Work to be completed » Return only the stretch of the material below that begins with the line containing "use tokio::net::TcpListener;" and ends with the line containing "use storebooks_db::connect;", exactly; both of those lines belong to it.

Records for this task »

//! Storebooks API Server
//!
//! Main entry point for the journal entry service.

use anyhow::Context;
use tokio::net::TcpListener;
use tracing::info;
use tracing_subscriber::{layer::SubscriberExt, util::SubscriberInitExt};

use storebooks_api::{AppState, create_router};
use storebooks_core::journal::BalanceValidator;
use storebooks_db::connect;
use storebooks_shared::AppConfig;

#[tokio::main]
async fn main() -> anyhow::Result<()> {
    // Load environment variables from .env file
    dotenvy::dotenv().ok();

    tracing_subscriber::registry()
        .with(
            tracing_subscriber::EnvFilter::try_from_default_env()
                .unwrap_or_else(|_| "storebooks=debug,tower_http=debug".into()),
        )
        .with(tracing_subscriber::fmt::layer())
        .init();

    let config = AppConfig::load().context("Failed to load configuration")?;

    let db = connect(&config.database).await?;
    info!(
        max_connections = config.database.max_connections,
        "Connected to database"
    );

    let validator = BalanceValidator::new(config.journal.balance_tolerance);
    let app = create_router(AppState::from_db(db, validator));

    let addr = format!("{}:{}", config.server.host, config.server.port);
    let listener = TcpListener::bind(&addr).await?;
    info!("Server listening on {}", addr);

    axum::serve(listener, app).await?;

    Ok(())
}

Your solution »
use tokio::net::TcpListener;
use tracing::info;
use tracing_subscriber::{layer::SubscriberExt, util::SubscriberInitExt};

use storebooks_api::{AppState, create_router};
use storebooks_core::journal::BalanceValidator;
use storebooks_db::connect;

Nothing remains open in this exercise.